*** DATA RECORDS ***

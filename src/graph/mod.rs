//! Property graph records and the registry that de-duplicates them

mod edge;
mod node;
mod output;
mod registry;


pub use edge::EdgeRecord;
pub use node::{
    fill_node, is_reserved_attribute, Attributes, NodeDefaults, NodeRecord, RESERVED_ATTRIBUTES,
};
pub use output::{Graph, GraphStats};
pub use registry::Registry;
//! Edge records

use serde::{Deserialize, Serialize};
use serde_json::Value;

/// An edge in the property graph.
///
/// Endpoints are plain node ids and may be filled in one at a time as later
/// elements of a document contribute them. Nothing checks that they resolve.
#[derive(Debug, Clone, PartialEq, Serialize, Deserialize)]
pub struct EdgeRecord {
    /// Identifier, unique across the edges of one graph
    pub id: String,
    /// Display label; the id itself until an explicit label arrives
    pub label: String,
    #[serde(default, skip_serializing_if = "Option::is_none")]
    pub source: Option<String>,
    #[serde(default, skip_serializing_if = "Option::is_none")]
    pub target: Option<String>,
    /// Relationship type, copied from the element's `@type`
    #[serde(rename = "type", default, skip_serializing_if = "Option::is_none")]
    pub kind: Option<String>,
    #[serde(rename = "rawSource", default, skip_serializing_if = "Option::is_none")]
    pub raw_source: Option<Value>,
}

impl EdgeRecord {
    /// Create an edge, falling back to `id` for an absent or empty label
    pub fn new(id: impl Into<String>, label: Option<&str>) -> Self {
        let id = id.into();
        let label = match label {
            Some(label) if !label.is_empty() => label.to_string(),
            _ => id.clone(),
        };
        Self {
            id,
            label,
            source: None,
            target: None,
            kind: None,
            raw_source: None,
        }
    }

    /// An edge known only by its id
    pub fn bare(id: impl Into<String>) -> Self {
        Self::new(id, None)
    }

    pub fn with_source(mut self, source: impl Into<String>) -> Self {
        self.source = Some(source.into());
        self
    }

    pub fn with_target(mut self, target: impl Into<String>) -> Self {
        self.target = Some(target.into());
        self
    }

    pub fn with_kind(mut self, kind: impl Into<String>) -> Self {
        self.kind = Some(kind.into());
        self
    }

    /// True while the edge has never been given an explicit label
    pub fn has_bare_label(&self) -> bool {
        self.label == self.id
    }

    /// True when both endpoints are known
    pub fn is_connected(&self) -> bool {
        self.source.is_some() && self.target.is_some()
    }
}
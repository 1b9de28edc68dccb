//! Sink adapter: delivers a finished graph to an existing sink, a new sink,
//! or a callback

mod deliver;
mod memory;
mod traits;

pub use deliver::{deliver, Callback, Delivered, Delivery, Destination};
pub use memory::{MemoryGraph, MemoryGraphConfig};
pub use traits::GraphSink;
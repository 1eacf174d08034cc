//! Task lifecycle states shared with the intake API's persistence layer.

use serde::{Deserialize, Serialize};

/// Lifecycle of a render task as recorded in the shared `memes` table.
///
/// The intake API creates rows as `Pending`; the worker moves them to
/// `Processing` and then exactly once to `Done` or `Failed`. The stored
/// strings are capitalized because that is what the intake API writes and
/// what clients poll for.
#[derive(Debug, Clone, Copy, PartialEq, Eq, Serialize, Deserialize)]
pub enum TaskStatus {
    Pending,
    Processing,
    Done,
    Failed,
}

impl TaskStatus {
    pub fn as_str(self) -> &'static str {
        match self {
            TaskStatus::Pending => "Pending",
            TaskStatus::Processing => "Processing",
            TaskStatus::Done => "Done",
            TaskStatus::Failed => "Failed",
        }
    }

    /// Whether a task in this state may never change state again.
    pub fn is_terminal(self) -> bool {
        matches!(self, TaskStatus::Done | TaskStatus::Failed)
    }
}

impl TryFrom<&str> for TaskStatus {
    type Error = ();

    fn try_from(value: &str) -> Result<Self, Self::Error> {
        match value {
            "Pending" => Ok(TaskStatus::Pending),
            "Processing" => Ok(TaskStatus::Processing),
            "Done" => Ok(TaskStatus::Done),
            "Failed" => Ok(TaskStatus::Failed),
            _ => Err(()),
        }
    }
}

#[cfg(test)]
mod tests {
    use super::*;

    #[test]
    fn status_strings_round_trip() {
        for status in [
            TaskStatus::Pending,
            TaskStatus::Processing,
            TaskStatus::Done,
            TaskStatus::Failed,
        ] {
            assert_eq!(TaskStatus::try_from(status.as_str()), Ok(status));
        }
    }

    #[test]
    fn only_done_and_failed_are_terminal() {
        assert!(!TaskStatus::Pending.is_terminal());
        assert!(!TaskStatus::Processing.is_terminal());
        assert!(TaskStatus::Done.is_terminal());
        assert!(TaskStatus::Failed.is_terminal());
    }
}
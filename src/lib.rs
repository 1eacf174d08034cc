//! Memeforge render worker.
//!
//! The worker consumes render jobs from a message broker, composites text
//! layers onto a fetched template image, publishes the encoded artifact to
//! object storage, and records each task's terminal status in the shared
//! status store. The HTTP intake API and template catalog live elsewhere;
//! this crate only speaks their persistence and wire contracts.

pub mod application;
pub mod config;
pub mod domain;
pub mod infra;
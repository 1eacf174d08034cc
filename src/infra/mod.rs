pub mod db;
pub mod error;
pub mod fetch;
pub mod queue;
pub mod storage;
pub mod telemetry;
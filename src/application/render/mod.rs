//! The render pipeline: font resolution, text layout, and compositing.

mod color;
mod compositor;
mod fonts;
mod layout;

pub use color::parse_hex_color;
pub use compositor::{Compositor, encode_jpeg, flatten, layer_geometry};
pub use fonts::{FontResolver, ResolvedFont};
pub use layout::wrap_text;
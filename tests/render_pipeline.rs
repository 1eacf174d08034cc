//! End-to-end render pipeline checks against the public crate API.

use image::{Rgb, Rgba, RgbaImage};
use memeforge::application::render::{
    Compositor, FontResolver, encode_jpeg, flatten, layer_geometry, wrap_text,
};
use memeforge::domain::job::TextLayer;

fn bitmap_compositor() -> Compositor {
    Compositor::new(FontResolver::new(Vec::new()))
}

fn layer(text: &str, x: i32, y: i32, color: &str) -> TextLayer {
    TextLayer {
        text: text.to_string(),
        x_pos: x,
        y_pos: y,
        size: 50,
        color: color.to_string(),
        opacity: 100,
        border_color_hex: "#000000".to_string(),
    }
}

#[test]
fn wrapped_lines_stay_within_the_limit() {
    let font = FontResolver::new(Vec::new()).resolve(50);
    let corpus = [
        "WHEN YOU FINALLY FIX THE BUG BUT CREATE THREE MORE",
        "ONE\nSINGLE WORD PER PARAGRAPH\nHERE",
        "SUPERCALIFRAGILISTICEXPIALIDOCIOUS IS ONE WORD",
        "A B C D E F G H I J K L M N O P",
    ];

    for text in corpus {
        for width in [30.0_f32, 60.0, 90.0, 150.0] {
            let wrapped = wrap_text(text, &font, width);
            for line in wrapped.split('\n') {
                let measured = font.line_width(line);
                let single_word = !line.trim().contains(' ');
                assert!(
                    measured <= width || single_word,
                    "line `{line}` measures {measured} over limit {width}"
                );
            }
        }
    }
}

#[test]
fn wrapping_preserves_every_word() {
    let font = FontResolver::new(Vec::new()).resolve(50);
    let text = "THE QUICK BROWN FOX JUMPS OVER THE LAZY DOG";
    let wrapped = wrap_text(text, &font, 60.0);
    let original: Vec<&str> = text.split_whitespace().collect();
    let rewrapped: Vec<&str> = wrapped.split_whitespace().collect();
    assert_eq!(original, rewrapped);
}

#[test]
fn later_layer_is_on_top_at_the_overlap() {
    let compositor = bitmap_compositor();
    let canvas = RgbaImage::from_pixel(800, 64, Rgba([0, 0, 0, 255]));

    // The second 'H' of the first layer and the first 'H' of the second
    // layer share pixel columns; the later layer must win there.
    let layers = [layer("HH", 0, 10, "#ff0000"), layer("HH", 6, 10, "#00ff00")];
    let composed = compositor.compose(canvas, &layers, false);

    assert_eq!(composed.get_pixel(6, 10), &Rgba([0, 255, 0, 255]));
    // A pixel only the first layer touches stays red.
    assert_eq!(composed.get_pixel(0, 10), &Rgba([255, 0, 0, 255]));
}

#[test]
fn job_without_layers_reencodes_the_template_unchanged() {
    let compositor = bitmap_compositor();
    let template = RgbaImage::from_pixel(120, 90, Rgba([73, 109, 137, 255]));

    let composed = compositor.compose(template.clone(), &[], true);
    let output = encode_jpeg(&flatten(&composed)).expect("encode");
    let reference = encode_jpeg(&flatten(&template)).expect("encode");

    assert_eq!(output, reference);
}

#[test]
fn upper_casing_happens_inside_the_compositor() {
    let compositor = bitmap_compositor();
    let canvas = RgbaImage::from_pixel(800, 64, Rgba([0, 0, 0, 255]));

    let lower = compositor.compose(canvas.clone(), &[layer("hi", 0, 10, "#ffffff")], false);
    let upper = compositor.compose(canvas, &[layer("HI", 0, 10, "#ffffff")], false);

    assert_eq!(lower.as_raw(), upper.as_raw());
}

#[test]
fn translucent_layers_never_reach_the_artifact() {
    let compositor = bitmap_compositor();
    let canvas = RgbaImage::from_pixel(800, 64, Rgba([0, 0, 0, 255]));
    let mut translucent = layer("HELLO", 0, 10, "#ffffff");
    translucent.opacity = 30;

    let composed = compositor.compose(canvas, &[translucent], false);
    let flat = flatten(&composed);

    for pixel in flat.pixels() {
        // Fully opaque output: every channel is a definite value, and the
        // 30% white over black lands strictly between the two.
        assert!(pixel[0] <= 100);
    }
    assert!(flat.pixels().any(|px| px[0] > 0));
}

#[test]
fn geometry_recenters_only_when_space_runs_out() {
    let (left, width) = layer_geometry(800, 0);
    assert_eq!(left, 0);
    assert!(width > 700.0);

    let (recentered_left, recentered_width) = layer_geometry(800, 790);
    assert!(recentered_left > 0);
    assert!(recentered_width > 0.0);
    assert!(recentered_width < 800.0);
}

#[test]
fn flattened_output_is_opaque_white_where_nothing_was_drawn() {
    let transparent = RgbaImage::from_pixel(10, 10, Rgba([0, 0, 0, 0]));
    let flat = flatten(&transparent);
    for pixel in flat.pixels() {
        assert_eq!(pixel, &Rgb([255, 255, 255]));
    }
}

*** End of DATA RECORDS ***

#### [WHAT IS NEEDED]
Copy out each line of the listing that holds the word "reference".

#### [REPLY]
    let reference = encode_jpeg(&flatten(&template)).expect("encode");
    assert_eq!(output, reference);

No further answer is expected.